Раз мы разговаривали об императоре Павле, его крутых мерах, строгой дисциплине, им заведенной, невозможном требовании, чтобы выходили из экипажей для приветствия его проезжающие. Я сказал резкое слово:
— Да он был сумасшедший.
Мой собеседник преобразился. Ласковый, мягкий, плавно рассказывавший до того, он вскочил, лицо его закипело гневом, рука поднялась величественно.
— Как вы смеете так говорить о моем государе!
Я думаю, полчаса лилась потоком речь его, негодующая и презрительная, топтавшая меня в грязь. Я, молокосос, осмеливаюсь на такие отзывы о таких особах!
Я был стерт в порошок. Я почувствовал всю дерзкую неуместность слова, неосторожно вырвавшегося. Я просил извинения, не зная, куда деваться от смущения, особенно когда старик сказал гневно: «Вы недостойны отселе переступать этот порог!» Но я любовался в то же время и почти благоговел пред рыцарскими чувствами, выражение которых в такой силе и искренности, среди такой притом обстановки, я слышал первый раз в жизни.

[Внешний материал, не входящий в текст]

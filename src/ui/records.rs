use std::cell::RefCell;
use std::rc::Rc;
use std::time::Duration;

use adw::prelude::*;
use gtk4 as gtk;
use gtk4::glib;
use libadwaita as adw;
use tracing::warn;

use super::hud::format_mm_ss;
use super::state::AppState;
use crate::services::leaderboard::{LeaderboardEntry, SHOWN_ENTRIES, ScoreRecorder};

/// Delay before re-reading scores after a round, so the remote save can land.
pub(super) const REFRESH_AFTER_SAVE: Duration = Duration::from_millis(1500);

fn table_cell(text: &str, class_name: &str, width_chars: i32) -> gtk::Label {
    let label = gtk::Label::new(Some(text));
    label.add_css_class(class_name);
    label.add_css_class("body");
    label.set_halign(gtk::Align::Fill);
    label.set_hexpand(true);
    label.set_xalign(0.5);
    if width_chars > 0 {
        label.set_width_chars(width_chars);
    }
    label
}

fn build_score_grid(entries: &[LeaderboardEntry]) -> gtk::Grid {
    let grid = gtk::Grid::new();
    grid.set_hexpand(true);
    grid.set_column_spacing(10);
    grid.set_row_spacing(5);
    grid.attach(&table_cell("#", "score-table-head", 3), 0, 0, 1, 1);
    grid.attach(&table_cell("Player", "score-table-head", 10), 1, 0, 1, 1);
    grid.attach(&table_cell("Score", "score-table-head", 7), 2, 0, 1, 1);
    grid.attach(&table_cell("Time", "score-table-head", 6), 3, 0, 1, 1);

    for idx in 0..SHOWN_ENTRIES {
        let row = (idx + 1) as i32;
        let (rank, player, score, time) = match entries.get(idx) {
            Some(entry) => (
                format!("#{}", entry.rank),
                entry.label.clone(),
                format!("{:.2}", entry.score),
                entry
                    .time_secs
                    .map(|secs| format_mm_ss(Duration::from_secs(secs)))
                    .unwrap_or_else(|| "---".to_string()),
            ),
            None => (
                "---".to_string(),
                "---".to_string(),
                "---".to_string(),
                "---".to_string(),
            ),
        };
        grid.attach(&table_cell(&rank, "score-table-row", 3), 0, row, 1, 1);
        grid.attach(&table_cell(&player, "score-table-row", 10), 1, row, 1, 1);
        grid.attach(&table_cell(&score, "score-table-row", 7), 2, row, 1, 1);
        grid.attach(&table_cell(&time, "score-table-row", 6), 3, row, 1, 1);
    }
    grid
}

fn fill_scores(container: &gtk::Box, scores: Result<Vec<LeaderboardEntry>, String>) {
    while let Some(child) = container.first_child() {
        container.remove(&child);
    }
    match scores {
        Ok(entries) if entries.is_empty() => {
            let empty = gtk::Label::new(Some("No scores yet"));
            empty.add_css_class("dim-label");
            container.append(&empty);
        }
        Ok(entries) => container.append(&build_score_grid(&entries)),
        Err(reason) => {
            warn!("top scores unavailable: {reason}");
            let failed = gtk::Label::new(Some("Could not load top scores"));
            failed.add_css_class("error");
            container.append(&failed);
        }
    }
}

/// Loads the top scores off the main thread and renders them into `container`.
fn load_scores_into(state: &Rc<RefCell<AppState>>, container: gtk::Box) {
    let loading = gtk::Spinner::builder().spinning(true).build();
    while let Some(child) = container.first_child() {
        container.remove(&child);
    }
    container.append(&loading);

    let recorder = state.borrow().recorder.clone();
    glib::spawn_future_local(async move {
        let scores = match gio::spawn_blocking(move || recorder.top_scores()).await {
            Ok(Ok(entries)) => Ok(entries),
            Ok(Err(err)) => Err(err.to_string()),
            Err(_) => Err("score lookup was interrupted".to_string()),
        };
        fill_scores(&container, scores);
    });
}

pub(super) fn build_leaderboard_panel(state: &Rc<RefCell<AppState>>) -> gtk::Box {
    let panel = gtk::Box::new(gtk::Orientation::Vertical, 8);
    panel.add_css_class("pairs-leaderboard");
    panel.add_css_class("card");

    let title = gtk::Label::new(Some("Top Scores"));
    title.add_css_class("heading");
    title.set_halign(gtk::Align::Center);

    let list = gtk::Box::new(gtk::Orientation::Vertical, 4);
    list.set_margin_start(8);
    list.set_margin_end(8);
    list.set_margin_bottom(8);

    panel.append(&title);
    panel.append(&list);
    state.borrow_mut().leaderboard_list = Some(list);
    panel
}

pub(super) fn refresh_leaderboard(state: &Rc<RefCell<AppState>>) {
    let Some(list) = state.borrow().leaderboard_list.clone() else {
        return;
    };
    load_scores_into(state, list);
}

pub fn show_leaderboard_dialog(state: &Rc<RefCell<AppState>>, app: &adw::Application) -> adw::Dialog {
    let parent_window = app.active_window();
    let dialog = adw::Dialog::new();
    dialog.set_can_close(true);
    dialog.set_content_width(420);

    let title = gtk::Label::new(Some("Leaderboard"));
    title.add_css_class("title-4");

    let header = adw::HeaderBar::new();
    header.set_title_widget(Some(&title));
    header.set_show_end_title_buttons(true);

    let content = gtk::Box::new(gtk::Orientation::Vertical, 8);
    content.set_margin_top(10);
    content.set_margin_bottom(10);
    content.set_margin_start(10);
    content.set_margin_end(10);
    load_scores_into(state, content.clone());

    let toolbar = adw::ToolbarView::new();
    toolbar.add_top_bar(&header);
    toolbar.set_content(Some(&content));

    dialog.set_child(Some(&toolbar));
    dialog.present(parent_window.as_ref());
    dialog
}
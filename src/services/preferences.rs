//! Where player preferences live between sessions.
use std::fs;
use std::path::{Path, PathBuf};

use reqwest::StatusCode;
use reqwest::blocking::Client;
use serde::Serialize;
use thiserror::Error;
use tracing::{debug, info};

use super::http;
use super::images::ImageSourceKind;
use crate::config::{Color, Preferences, SessionContext};

#[derive(Debug, Error)]
pub enum PreferencesError {
    #[error("failed to access {path}")]
    Io {
        path: PathBuf,
        #[source]
        source: std::io::Error,
    },

    #[error("preferences could not be encoded")]
    Json(#[from] serde_json::Error),

    #[error("preferences request failed")]
    Http(#[from] reqwest::Error),

    #[error("no session token configured")]
    NotSignedIn,
}

pub trait PreferencesStore: Send + Sync {
    fn load(&self) -> Result<Preferences, PreferencesError>;
    fn save(&self, prefs: &Preferences) -> Result<(), PreferencesError>;
}

#[derive(Clone, Debug)]
pub struct FilePreferences {
    path: PathBuf,
}

impl FilePreferences {
    pub fn new(path: impl Into<PathBuf>) -> Self {
        Self { path: path.into() }
    }

    pub fn path(&self) -> &Path {
        &self.path
    }

    fn io_error(&self, source: std::io::Error) -> PreferencesError {
        PreferencesError::Io {
            path: self.path.clone(),
            source,
        }
    }
}

impl PreferencesStore for FilePreferences {
    /// A missing file yields the defaults.
    fn load(&self) -> Result<Preferences, PreferencesError> {
        match fs::read_to_string(&self.path) {
            Ok(raw) => Ok(Preferences::from_json(&raw)),
            Err(err) if err.kind() == std::io::ErrorKind::NotFound => {
                debug!(path = %self.path.display(), "no stored preferences");
                Ok(Preferences::default())
            }
            Err(err) => Err(self.io_error(err)),
        }
    }

    fn save(&self, prefs: &Preferences) -> Result<(), PreferencesError> {
        if let Some(parent) = self.path.parent() {
            fs::create_dir_all(parent).map_err(|e| self.io_error(e))?;
        }
        let json = serde_json::to_string_pretty(prefs)?;
        fs::write(&self.path, json).map_err(|e| self.io_error(e))
    }
}

#[derive(Serialize)]
struct RemoteUpdate<'a> {
    api: ImageSourceKind,
    color_found: &'a Color,
    color_closed: &'a Color,
}

/// Account preferences on the game backend. Only the image source and the
/// two colors are stored remotely; the board size is always the default.
#[derive(Clone, Debug)]
pub struct RemotePreferences {
    client: Client,
    session: SessionContext,
}

impl RemotePreferences {
    pub fn new(client: Client, session: SessionContext) -> Self {
        Self { client, session }
    }

    fn url(&self) -> String {
        http::endpoint(&self.session.api_url, "player/preferences")
    }

    fn token(&self) -> Result<&str, PreferencesError> {
        self.session
            .token
            .as_deref()
            .ok_or(PreferencesError::NotSignedIn)
    }
}

/// The backend answers with `preferred_api` but accepts `api` on save.
fn from_remote_body(body: &serde_json::Value) -> Preferences {
    let mut normalized = body.clone();
    if let Some(object) = normalized.as_object_mut()
        && !object.contains_key("api")
        && let Some(api) = object.remove("preferred_api")
    {
        object.insert("api".to_string(), api);
    }
    Preferences::from_json(&normalized.to_string())
}

impl PreferencesStore for RemotePreferences {
    fn load(&self) -> Result<Preferences, PreferencesError> {
        let response = self
            .client
            .get(self.url())
            .bearer_auth(self.token()?)
            .send()?;
        if response.status() == StatusCode::NOT_FOUND {
            info!("no preferences stored for this account");
            return Ok(Preferences::default());
        }
        let body: serde_json::Value = response.error_for_status()?.json()?;
        Ok(from_remote_body(&body))
    }

    fn save(&self, prefs: &Preferences) -> Result<(), PreferencesError> {
        let body = RemoteUpdate {
            api: prefs.image_source,
            color_found: &prefs.matched_color,
            color_closed: &prefs.closed_color,
        };
        self.client
            .post(self.url())
            .bearer_auth(self.token()?)
            .json(&body)
            .send()?
            .error_for_status()?;
        Ok(())
    }
}

#[cfg(test)]
mod tests {
    use serde_json::json;

    use super::*;
    use crate::game::board::BoardSize;

    #[test]
    fn missing_file_gives_defaults() {
        let dir = tempfile::tempdir().unwrap();
        let store = FilePreferences::new(dir.path().join("prefs.json"));
        assert_eq!(store.load().unwrap(), Preferences::default());
    }

    #[test]
    fn file_store_round_trips() {
        let dir = tempfile::tempdir().unwrap();
        let store = FilePreferences::new(dir.path().join("config").join("prefs.json"));
        let prefs = Preferences {
            image_source: ImageSourceKind::Picsum,
            matched_color: Color::parse("#ff0000").unwrap(),
            closed_color: Color::default_closed(),
            board_size: BoardSize::Six,
        };
        store.save(&prefs).unwrap();
        assert_eq!(store.load().unwrap(), prefs);
    }

    #[test]
    fn file_store_repairs_bad_fields() {
        let dir = tempfile::tempdir().unwrap();
        let path = dir.path().join("prefs.json");
        fs::write(&path, r#"{"api": "dogs", "color_closed": "blue", "board_size": 9}"#).unwrap();
        let prefs = FilePreferences::new(&path).load().unwrap();
        assert_eq!(prefs.image_source, ImageSourceKind::Dogs);
        assert_eq!(prefs.closed_color, Color::default_closed());
        assert_eq!(prefs.board_size, BoardSize::Four);
    }

    #[test]
    fn remote_body_accepts_preferred_api() {
        let prefs = from_remote_body(&json!({
            "email": "someone@example.com",
            "preferred_api": "picsum",
            "color_found": "#000000",
            "color_closed": "#FFFFFF"
        }));
        assert_eq!(prefs.image_source, ImageSourceKind::Picsum);
        assert_eq!(prefs.matched_color.as_str(), "#000000");
        assert_eq!(prefs.closed_color.as_str(), "#ffffff");
    }

    #[test]
    fn remote_store_requires_token() {
        let store = RemotePreferences::new(Client::new(), SessionContext::default());
        assert!(matches!(store.load(), Err(PreferencesError::NotSignedIn)));
    }

    #[test]
    fn remote_update_omits_board_size() {
        let prefs = Preferences::default();
        let body = serde_json::to_value(RemoteUpdate {
            api: prefs.image_source,
            color_found: &prefs.matched_color,
            color_closed: &prefs.closed_color,
        })
        .unwrap();
        assert_eq!(body, json!({"api": "cats", "color_found": "#2ecc71", "color_closed": "#3498db"}));
    }
}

Начались наши уроки, но немного длились, недели две, три, не более. Разница в познаниях между мною и Лавровым была чрезвычайная. Для него надобно было начинать с самого начала. Учитель наш взял Ломонда (других, позднейших грамматик он не признавал) и начал экзерсисы с первой строки: l'hote et l'hotesse sont au logis [10]. Но я это уже давно сам по себе знал; грамматика Ломонда была у меня, и экзерсисы мною без учителя почти все были пройдены, а Талистов задавал сначала по страничке. Я просил его, правда, идти со мною далее, независимо от Лаврова, и он даже согласился. Но первоначальный план все-таки расстроился; мне отчасти и совестно было пред Лавровым, а Лавров затруднялся даже и одною страничкой. Поэтому он и охладел отчасти. Наконец, брат мой, прослышав о моих систематических посещениях какого-то неизвестного ему дома, заподозрил неблаговидные цели и раскричался на меня, между прочим, за то, что я брал с собою «Детский журнал», книгу Н.Ф. Островского, бывшую у нас на подержании. А я брал ее затем, чтобы под руководством Талистова переводить ее на французский. Отношения мои с братом к тому времени уже расстроились. Я счел унизительным для себя оправдываться и предпочел оставить свои ежедневные учебные посещения, тем более что к тому же времени несчастный учитель мой и запил. Откуда он взял денег? Не наши ли пятиалтынные пособили ему? Я застал его в одной рубашке: семья спрятала даже его халат, чтоб отнять последнюю возможность выхода из дома. С помутившимися глазами бурчал он что-то по-французски; увидав меня, стал в позу и начал декламировать из Корнеля. Говорить было нечего, и я оставил чердак с тяжелым чувством. Такой человек, и так ниспал!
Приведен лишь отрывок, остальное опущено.